Blue velvet

Blue velvet

Sur un chemin de campagne, le jeune Jeffrey Beaumont trouve une oreille coupée. Bizarre, intriguant, incongru… Bref, un élément qui n'est pas à sa place et qui va éveiller une grande curiosité chez le jeune homme. Il retrouve la jolie Sandy, qui est secrètement amoureuse de lui, l'informant sur certains points qui pourraient être liés à cette curieuse affaire. Mais les problèmes commencent lorsque Jeffrey décide de suivre d'un peu trop près la chanteuse de cabaret Dorothy Vallens…

BLUE VELVET | BLUE VELVET | 1986

Venant de sortir de l'échec retentissant de "Dune", David Lynch change à nouveau de genre après avoir versé dans l'horreur ("Eraserhead"), le drame ("Elephant Man") ou la science-fiction ("Dune"). Mais qu'importe le genre bien défini, puisque Lynch aborde continuellement un style très proche du cinéma fantastique, ou de l'horreur. Et excepté "Une histoire vraie" qui fut sa pause cinématographique, tous ses films sont directement liés à notre genre préféré. Avec "Blue Velvet", il donne un polar noir d'encre, dont l'émotion et l'esprit qui s'en dégagent donnent réellement l'impression d'avoir découvert un film fantastique. Pas de fantômes, pas de surnaturel, même pas de visions surréalistes ou de construction scénaristique hypercomplexe, non. Tout est dans l'ambiance, les personnages et le style. Un peu à la manière de "Faux semblants", "Blue Velvet" a beau ne pas être un véritable film fantastique en soi, il se verra quand même décerner le Grand prix au festival d'Avoriaz en 1987.

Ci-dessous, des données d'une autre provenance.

//! Decoded `.object` records.
//!
//! These are flat data records: the decoder fills them from chunk payloads
//! and the host builds whatever native representation it needs from them.

use std::collections::HashMap;

use glam::{EulerRot, Mat4, Vec2, Vec3};
use tracing::warn;

use crate::util::{Error, Result};

/// A fully decoded `.object` file.
#[derive(Debug, Default)]
pub struct Object {
    pub flags: u32,
    pub meshes: Vec<Mesh>,
    pub surfaces: Vec<Surface>,
    pub bones: Vec<Bone>,
    pub transform: Option<Transform>,
    pub userdata: String,
    pub lod_ref: String,
    pub motion_refs: String,
    pub revision: Option<Revision>,
    pub partitions: Vec<Partition>,
}

impl Object {
    /// Index of the bone with the given name.
    pub fn bone_index(&self, name: &str) -> Option<usize> {
        self.bones.iter().position(|b| b.name == name)
    }

    /// Bind transforms for all bones, in bone order. See [`bind_transforms`].
    pub fn bind_transforms(&self) -> Result<Vec<Mat4>> {
        bind_transforms(&self.bones)
    }
}

/// One triangle, referencing mesh vertices by index.
#[derive(Debug, Clone, Copy, PartialEq, Eq)]
pub struct Face {
    /// Position indices of the three corners.
    pub verts: [u32; 3],
    /// Vmap-ref indices of the three corners (interleaved in the face
    /// chunk; carried through for per-corner attribute chunks).
    pub refs: [u32; 3],
}

/// An undirected edge, stored with the smaller vertex index first.
#[derive(Debug, Clone, Copy, PartialEq, Eq, Hash, PartialOrd, Ord)]
pub struct Edge(pub u32, pub u32);

impl Edge {
    pub fn new(a: u32, b: u32) -> Self {
        if a <= b { Self(a, b) } else { Self(b, a) }
    }
}

/// One decoded mesh.
///
/// `faces` keeps a slot per face in file order; a slot is `None` when the
/// face was degenerate or a duplicate. Everything that references faces by
/// index has already been filtered against those null slots.
#[derive(Debug, Default)]
pub struct Mesh {
    pub name: String,
    pub flags: u8,
    pub options: [u32; 2],
    pub vertices: Vec<Vec3>,
    pub faces: Vec<Option<Face>>,
    /// Per-face smooth flag, parallel to `faces` (always false for null slots).
    pub smooth_faces: Vec<bool>,
    /// Edges where two incident faces disagree on smoothing group.
    pub seams: Vec<Edge>,
    /// Surface (material) name to the faces it covers.
    pub surface_faces: Vec<(String, Vec<u32>)>,
    pub uv_maps: Vec<UvMap>,
    pub weight_maps: Vec<WeightMap>,
}

impl Mesh {
    /// Number of non-null faces.
    pub fn live_face_count(&self) -> usize {
        self.faces.iter().filter(|f| f.is_some()).count()
    }
}

/// One UV value of a [`UvMap`].
#[derive(Debug, Clone, Copy, PartialEq)]
pub struct UvEntry {
    pub vertex: u32,
    /// Set for disconnected maps: the value only applies to this vertex's
    /// corner on this face.
    pub face: Option<u32>,
    /// UV coordinate, V already flipped to `1 - v`.
    pub uv: Vec2,
}

/// A named UV map.
#[derive(Debug, Default)]
pub struct UvMap {
    pub name: String,
    pub dimension: u8,
    pub entries: Vec<UvEntry>,
}

/// A named vertex-weight map; the name is the bone it drives.
///
/// Disconnected weight maps are decoded and retained, but their per-corner
/// values have no defined application; consumers should only apply maps with
/// `disconnected == false`.
#[derive(Debug, Default)]
pub struct WeightMap {
    pub bone: String,
    pub disconnected: bool,
    /// `(vertex index, weight)` pairs.
    pub entries: Vec<(u32, f32)>,
}

/// A surface (material binding) record. The texture path is passed through
/// verbatim; resolving it against a content root is the host's job.
#[derive(Debug, Default, Clone, PartialEq)]
pub struct Surface {
    pub name: String,
    pub eshader: String,
    pub cshader: String,
    pub gamemtl: String,
    pub texture: String,
    pub vmap: String,
    pub flags: u32,
    pub fvf: u32,
    pub tc_count: u32,
}

/// Collision shape parameters of a bone.
#[derive(Debug, Default, Clone, PartialEq)]
pub struct BoneShape {
    pub kind: u16,
    pub flags: u16,
    pub box_rotation: [f32; 9],
    pub box_translation: Vec3,
    pub box_half_size: Vec3,
    pub sphere_position: Vec3,
    pub sphere_radius: f32,
    pub cylinder_position: Vec3,
    pub cylinder_direction: Vec3,
    pub cylinder_height: f32,
    pub cylinder_radius: f32,
}

/// IK joint parameters of a bone.
#[derive(Debug, Default, Clone, PartialEq)]
pub struct IkJoint {
    pub kind: u32,
    pub limits: Vec3,
    pub limit_spring: f32,
    pub limit_damping: f32,
    pub spring: f32,
    pub damping: f32,
}

/// Mass parameters of a bone.
#[derive(Debug, Default, Clone, Copy, PartialEq)]
pub struct Mass {
    pub value: f32,
    pub center: Vec3,
}

/// Breaking thresholds of a bone.
#[derive(Debug, Default, Clone, Copy, PartialEq)]
pub struct BreakParams {
    pub force: f32,
    pub torque: f32,
}

/// One decoded bone: identity, bind pose and flat physical properties.
/// Parent references are by name; resolve with [`Object::bone_index`].
#[derive(Debug, Default)]
pub struct Bone {
    pub name: String,
    /// Empty for root bones.
    pub parent: String,
    pub vmap_name: String,
    pub offset: Vec3,
    /// Euler angles, applied Z then X then Y.
    pub rotation: Vec3,
    pub length: f32,
    pub gamemtl: String,
    pub shape: BoneShape,
    pub ik_joint: IkJoint,
    pub mass: Mass,
    pub ik_flags: u32,
    pub break_params: BreakParams,
    pub friction: f32,
}

/// Rotation matrix for bind-pose Euler angles: Z applied first, then X,
/// then Y.
pub(crate) fn euler_zxy(rotation: Vec3) -> Mat4 {
    Mat4::from_euler(EulerRot::YXZ, rotation.y, rotation.x, rotation.z)
}

/// Compute bind transforms for a flat bone list, in bone order.
///
/// Each bone's transform is
/// `parent_bind ∘ Translation(offset) ∘ EulerZXY(rotation)`; root bones use
/// identity as the incoming transform. A parent name that resolves to no
/// bone warns and is treated as a root; a parent cycle fails with
/// `BoneCycle`.
pub fn bind_transforms(bones: &[Bone]) -> Result<Vec<Mat4>> {
    let index: HashMap<&str, usize> =
        bones.iter().enumerate().map(|(i, b)| (b.name.as_str(), i)).collect();

    let mut out: Vec<Option<Mat4>> = vec![None; bones.len()];
    for i in 0..bones.len() {
        resolve(bones, &index, i, &mut out, &mut Vec::new())?;
    }
    Ok(out.into_iter().map(|m| m.unwrap_or(Mat4::IDENTITY)).collect())
}

fn resolve(
    bones: &[Bone],
    index: &HashMap<&str, usize>,
    i: usize,
    out: &mut Vec<Option<Mat4>>,
    stack: &mut Vec<usize>,
) -> Result<Mat4> {
    if let Some(m) = out[i] {
        return Ok(m);
    }
    if stack.contains(&i) {
        return Err(Error::BoneCycle(bones[i].name.clone()));
    }
    stack.push(i);

    let bone = &bones[i];
    let parent = if bone.parent.is_empty() {
        Mat4::IDENTITY
    } else {
        match index.get(bone.parent.as_str()) {
            Some(&p) => resolve(bones, index, p, out, stack)?,
            None => {
                warn!(bone = %bone.name, parent = %bone.parent, "parent bone not found, treating as root");
                Mat4::IDENTITY
            }
        }
    };

    stack.pop();
    let m = parent * Mat4::from_translation(bone.offset) * euler_zxy(bone.rotation);
    out[i] = Some(m);
    Ok(m)
}

/// Object placement stored in the TRANSFORM chunk, kept raw.
#[derive(Debug, Default, Clone, Copy, PartialEq)]
pub struct Transform {
    pub position: Vec3,
    pub rotation: Vec3,
}

/// Edit history stored in the REVISION chunk.
#[derive(Debug, Default, Clone, PartialEq)]
pub struct Revision {
    pub owner: String,
    pub created: u32,
    pub modifier: String,
    pub modified: u32,
}

/// A named bone group.
#[derive(Debug, Default, Clone, PartialEq)]
pub struct Partition {
    pub name: String,
    pub bones: Vec<String>,
}
//! `.object` decoder.
//!
//! Walks the chunk tree and fills the flat records in [`super::types`].
//! Unknown chunk tags are reported at warn level and skipped; recognized
//! tags with an unexpected version word are fatal for that record.

use std::collections::{HashMap, HashSet};

use glam::Vec2;
use tracing::{debug, warn};

use crate::chunked::{ChunkedReader, PackedReader};
use crate::util::{Error, Result};

use super::fmt;
use super::types::{
    Bone, BreakParams, Edge, Face, Mass, Mesh, Object, Partition, Revision, Surface, Transform,
    UvEntry, UvMap, WeightMap,
};

/// Decode a whole `.object` buffer.
///
/// The buffer must contain a MAIN chunk at the top level; any other
/// top-level tag is skipped with a warning.
pub fn read_object(data: &[u8]) -> Result<Object> {
    let mut object = None;
    for chunk in ChunkedReader::new(data) {
        let (tag, payload) = chunk?;
        match tag {
            fmt::object::MAIN => object = Some(read_main(payload)?),
            _ => warn!(tag = format_args!("{tag:#x}"), "unknown chunk in root"),
        }
    }
    object.ok_or(Error::MissingChunk { expected: fmt::object::MAIN, found: 0 })
}

fn read_main(data: &[u8]) -> Result<Object> {
    let mut cr = ChunkedReader::new(data);
    let version = PackedReader::new(cr.expect(fmt::object::VERSION)?).read_u16()?;
    if version != fmt::object::SUPPORTED_VERSION {
        return Err(Error::UnsupportedVersion { what: "object", found: version });
    }

    let mut object = Object::default();
    for chunk in cr {
        let (tag, payload) = chunk?;
        match tag {
            fmt::object::MESHES => {
                for mesh_chunk in ChunkedReader::new(payload) {
                    let (_, mesh_data) = mesh_chunk?;
                    object.meshes.push(read_mesh(mesh_data)?);
                }
            }
            fmt::object::SURFACES2 => object.surfaces = read_surfaces(payload)?,
            fmt::object::BONES1 => {
                for bone_chunk in ChunkedReader::new(payload) {
                    let (_, bone_data) = bone_chunk?;
                    object.bones.push(read_bone(bone_data)?);
                }
            }
            fmt::object::TRANSFORM => {
                let mut pr = PackedReader::new(payload);
                object.transform = Some(Transform {
                    position: pr.read_vec3()?,
                    rotation: pr.read_vec3()?,
                });
            }
            fmt::object::FLAGS => object.flags = PackedReader::new(payload).read_u32()?,
            fmt::object::USERDATA => {
                object.userdata = PackedReader::new(payload).read_string()?;
            }
            fmt::object::LOD_REF => {
                object.lod_ref = PackedReader::new(payload).read_string()?;
            }
            fmt::object::REVISION => {
                let mut pr = PackedReader::new(payload);
                object.revision = Some(Revision {
                    owner: pr.read_string()?,
                    created: pr.read_u32()?,
                    modifier: pr.read_string()?,
                    modified: pr.read_u32()?,
                });
            }
            fmt::object::PARTITIONS1 => object.partitions = read_partitions(payload)?,
            fmt::object::MOTION_REFS => {
                object.motion_refs = PackedReader::new(payload).read_string()?;
            }
            fmt::object::SURFACES
            | fmt::object::SURFACES1
            | fmt::object::BONES
            | fmt::object::MOTIONS
            | fmt::object::PARTITIONS0 => {
                warn!(tag = format_args!("{tag:#x}"), "legacy chunk revision skipped");
            }
            _ => warn!(tag = format_args!("{tag:#x}"), "unknown chunk in main"),
        }
    }
    Ok(object)
}
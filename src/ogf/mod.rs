//! Compiled `.ogf` geometry format: chunk tables, export records and the
//! encoder.

pub mod fmt;
mod types;
mod write;

pub use types::{
    AxisLimit, Corner, ExportBone, ExportIkJoint, ExportMesh, ExportObject, Influences,
};
pub use write::write_ogf;
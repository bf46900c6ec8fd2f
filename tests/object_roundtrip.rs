//! End-to-end tests: synthesize `.object` buffers with the chunk writer,
//! decode them, and feed decoded geometry back through the OGF encoder.

use glam::{Vec2, Vec3};
use smallvec::smallvec;

use xray_formats::chunked::{ChunkedReader, ChunkedWriter, PackedReader, PackedWriter};
use xray_formats::object::{self, fmt, read_object};
use xray_formats::ogf::{self, write_ogf, Corner, ExportMesh, ExportObject, Influences};

fn version_chunk(version: u16) -> PackedWriter {
    let mut pw = PackedWriter::new();
    pw.write_u16(version);
    pw
}

/// A cube-less minimal object: one two-triangle mesh, one surface, two bones.
fn build_object_file() -> Vec<u8> {
    let mut mesh = ChunkedWriter::new();
    mesh.put(fmt::mesh::VERSION, version_chunk(fmt::mesh::SUPPORTED_VERSION));

    let mut pw = PackedWriter::new();
    pw.write_string("body");
    mesh.put(fmt::mesh::MESHNAME, pw);

    let mut pw = PackedWriter::new();
    pw.write_u32(4);
    for v in [
        Vec3::new(0.0, 0.0, 0.0),
        Vec3::new(1.0, 0.0, 0.0),
        Vec3::new(1.0, 1.0, 0.0),
        Vec3::new(0.0, 1.0, 0.0),
    ] {
        pw.write_vec3(v);
    }
    mesh.put(fmt::mesh::VERTS, pw);

    let mut pw = PackedWriter::new();
    pw.write_u32(2);
    for verts in [[0u32, 1, 2], [0, 2, 3]] {
        for &v in &verts {
            pw.write_u32(v);
            pw.write_u32(v); // vmap-ref index
        }
    }
    mesh.put(fmt::mesh::FACES, pw);

    let mut pw = PackedWriter::new();
    pw.write_u32(8).write_u32(16);
    mesh.put(fmt::mesh::SG, pw);

    let mut pw = PackedWriter::new();
    pw.write_u16(1);
    pw.write_string("wood");
    pw.write_u32(2);
    pw.write_u32(0).write_u32(1);
    mesh.put(fmt::mesh::SFACE, pw);

    let mut pw = PackedWriter::new();
    pw.write_u32(2);
    // Connected UV map over all four vertices.
    pw.write_string("uvs");
    pw.write_u8(2).write_u8(0).write_u8(0);
    pw.write_u32(4);
    for uv in [[0.0f32, 0.0], [1.0, 0.0], [1.0, 1.0], [0.0, 1.0]] {
        pw.write_f32(uv[0]).write_f32(uv[1]);
    }
    for vi in 0u32..4 {
        pw.write_u32(vi);
    }
    // Weight map for the second bone over the top edge.
    pw.write_string("spine");
    pw.write_u8(1).write_u8(0).write_u8(1);
    pw.write_u32(2);
    pw.write_f32(1.0).write_f32(1.0);
    pw.write_u32(2).write_u32(3);
    mesh.put(fmt::mesh::VMAPS2, pw);

    let mut bones = ChunkedWriter::new();
    for (i, (name, parent)) in [("root", ""), ("spine", "root")].iter().enumerate() {
        let mut bone = ChunkedWriter::new();
        bone.put(fmt::bone::VERSION, version_chunk(fmt::bone::SUPPORTED_VERSION));
        let mut pw = PackedWriter::new();
        pw.write_string(name).write_string(parent).write_string(name);
        bone.put(fmt::bone::DEF, pw);
        let mut pw = PackedWriter::new();
        pw.write_vec3(Vec3::new(0.0, 0.4 * i as f32, 0.0));
        pw.write_vec3(Vec3::ZERO);
        pw.write_f32(0.4);
        bone.put(fmt::bone::BIND_POSE, pw);
        bones.put_chunked(i as u32, bone);
    }

    let mut main = ChunkedWriter::new();
    main.put(fmt::object::VERSION, version_chunk(fmt::object::SUPPORTED_VERSION));
    let mut meshes = ChunkedWriter::new();
    meshes.put_chunked(0, mesh);
    main.put_chunked(fmt::object::MESHES, meshes);
    main.put_chunked(fmt::object::BONES1, bones);

    let mut pw = PackedWriter::new();
    pw.write_u32(1);
    pw.write_string("wood")
        .write_string("models\\model")
        .write_string("default")
        .write_string("default_object")
        .write_string("props\\crate")
        .write_string("uvs");
    pw.write_u32(0).write_u32(0x112).write_u32(1);
    main.put(fmt::object::SURFACES2, pw);

    let mut root = ChunkedWriter::new();
    root.put_chunked(fmt::object::MAIN, main);
    root.into_vec()
}

#[test]
fn decode_synthesized_object() {
    let object = read_object(&build_object_file()).unwrap();

    assert_eq!(object.meshes.len(), 1);
    let mesh = &object.meshes[0];
    assert_eq!(mesh.name, "body");
    assert_eq!(mesh.vertices.len(), 4);
    assert_eq!(mesh.live_face_count(), 2);
    // The two triangles disagree on smoothing group across their shared edge.
    assert_eq!(mesh.seams, vec![object::Edge(0, 2)]);
    assert_eq!(mesh.surface_faces, vec![("wood".to_string(), vec![0, 1])]);
    assert_eq!(mesh.uv_maps[0].entries.len(), 4);
    assert_eq!(mesh.uv_maps[0].entries[2].uv, Vec2::new(1.0, 0.0)); // flipped
    assert_eq!(mesh.weight_maps[0].bone, "spine");

    assert_eq!(object.bones.len(), 2);
    assert_eq!(object.surfaces[0].texture, "props\\crate");

    let transforms = object.bind_transforms().unwrap();
    let spine_head = transforms[1].transform_point3(Vec3::ZERO);
    assert!((spine_head - Vec3::new(0.0, 0.4, 0.0)).length() < 1e-6);
}

/// Rebuild OGF export input from a decoded object and check the compiled
/// stream decodes back into consistent chunks.
#[test]
fn decoded_object_compiles_to_ogf() {
    let object = read_object(&build_object_file()).unwrap();
    let mesh = &object.meshes[0];
    let surface = &object.surfaces[0];

    // Per-vertex UVs from the connected map; bone 0 unless the weight map
    // claims the vertex for bone 1.
    let mut uvs = vec![Vec2::ZERO; mesh.vertices.len()];
    for entry in &mesh.uv_maps[0].entries {
        uvs[entry.vertex as usize] = entry.uv;
    }
    let mut weights: Vec<Influences> = vec![smallvec![(0u16, 1.0f32)]; mesh.vertices.len()];
    for &(vertex, weight) in &mesh.weight_maps[0].entries {
        weights[vertex as usize] = smallvec![(1u16, weight)];
    }

    let faces = mesh
        .faces
        .iter()
        .flatten()
        .map(|face| {
            face.verts.map(|vi| Corner {
                source_vertex: vi,
                position: mesh.vertices[vi as usize],
                normal: Vec3::Z,
                tangent: Vec3::X,
                bitangent: Vec3::Y,
                uv: uvs[vi as usize],
            })
        })
        .collect();

    let export = ExportObject {
        name: "crate".to_string(),
        creator: "tests".to_string(),
        userdata: String::new(),
        motion_refs: String::new(),
        meshes: vec![ExportMesh {
            texture: surface.texture.clone(),
            shader: surface.eshader.clone(),
            faces,
            weights,
        }],
        bones: object
            .bones
            .iter()
            .map(|b| ogf::ExportBone {
                name: b.name.clone(),
                parent: b.parent.clone(),
                gamemtl: b.gamemtl.clone(),
                position: b.offset,
                rotation: b.rotation,
                ..ogf::ExportBone::default()
            })
            .collect(),
    };

    let compiled = write_ogf(&export).unwrap();
    let top: Vec<(u32, Vec<u8>)> = ChunkedReader::new(&compiled)
        .map(|c| c.map(|(t, p)| (t, p.to_vec())))
        .collect::<xray_formats::Result<_>>()
        .unwrap();

    assert_eq!(top[0].0, ogf::fmt::HEADER);
    let mut pr = PackedReader::new(&top[0].1);
    assert_eq!(pr.read_u8().unwrap(), ogf::fmt::FORMAT_VERSION);
    assert_eq!(pr.read_u8().unwrap(), ogf::fmt::MODEL_TYPE_SKELETON_ANIM);
    pr.skip(2).unwrap();
    assert_eq!(pr.read_vec3().unwrap(), Vec3::ZERO);
    assert_eq!(pr.read_vec3().unwrap(), Vec3::new(1.0, 1.0, 0.0));

    let children: Vec<(u32, Vec<u8>)> = ChunkedReader::new(&top[2].1)
        .map(|c| c.map(|(t, p)| (t, p.to_vec())))
        .collect::<xray_formats::Result<_>>()
        .unwrap();
    assert_eq!(children.len(), 1);

    let child: Vec<(u32, Vec<u8>)> = ChunkedReader::new(&children[0].1)
        .map(|c| c.map(|(t, p)| (t, p.to_vec())))
        .collect::<xray_formats::Result<_>>()
        .unwrap();

    // TEXTURE carries the surface binding through unchanged.
    let mut pr = PackedReader::new(&child[1].1);
    assert_eq!(pr.read_string().unwrap(), "props\\crate");
    assert_eq!(pr.read_string().unwrap(), "models\\model");

    // Mixed 1/1-influence vertices still pack as the two-link layout only
    // when some vertex has two influences; here every vertex has one, so the
    // compact layout applies: 4 dedup vertices * 60 bytes.
    assert_eq!(child[2].0, ogf::fmt::VERTICES);
    assert_eq!(child[2].1.len(), 4 * 60);

    // 2 triangles * 3 u16 indices + u32 count.
    assert_eq!(child[3].0, ogf::fmt::INDICES);
    assert_eq!(child[3].1.len(), 4 + 12);
}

A plusieurs égards, Blue Velvet annonce l'univers "Twin Peaks", en particulier l'idée de cette ville à l'apparence tranquille, cachant en fait des hordes de dégénérés et de psychopathes de tout poil. D'ailleurs Kyle MacLachlan reviendra chez Lynch via cette série culte et le film qui a suivi. Timide, innocent, trop curieux, il est le héros pur dans toute sa splendeur, vivant encore chez ses vieux parents (remarquez bien que sa mère et sa tante ne font que mater des thrillers à la t.v pour s'occuper). Lynch nous met en place dans cette ville respirant le bonheur et la fraîcheur, une vision tranquille rappelant les peintures de Norman Rockwell. Un univers qui va s'écrouler lorsque le père de Jeffrey est frappé au ralenti par une attaque douloureuse, qui le plonge dans le coma. La caméra glisse pour nous plonger dans un jardin rongé par des insectes peu ragoûtants, grouillant par dizaines. Sous cette herbe soyeuse et bien verte, se cache cette horrible vermine, envahissant l'écran comme c'est pas permis. La métaphore avec la ville de Lumberton est évidente et le film peut enfin commencer.
Jeffrey rend visite à son père à l'hôpital, et dans un petit champ, trouve une oreille coupée ! La ramenant au sympathique inspecteur Williams, il retrouve par la même occasion une ancienne amie, Sandy, ici incarnée par Laura Dern qui connaitra pendant un moment une certaine reconnaissance en jouant dans "Sailor & Lula" et "Jurassic Park" avant de sombrer dans l'anonymat. Le jeune Jeffrey entend parler d'une certaine Dorothy Vallens, une chanteuse de cabaret aux mœurs douteuses et au passé trouble. Une jeune femme singulière et bigarrée, se rendant dans le cabaret du coin pour pousser la chansonnette. Une chanson qui fait bien sûr le titre du film, mais qui reste accrochée à l'esprit du spectateur du début jusqu'à la fin, et qui raisonne un peu plus dans la tête lorsqu'on aperçoit la robe de chambre en velours bleu de Dorothy.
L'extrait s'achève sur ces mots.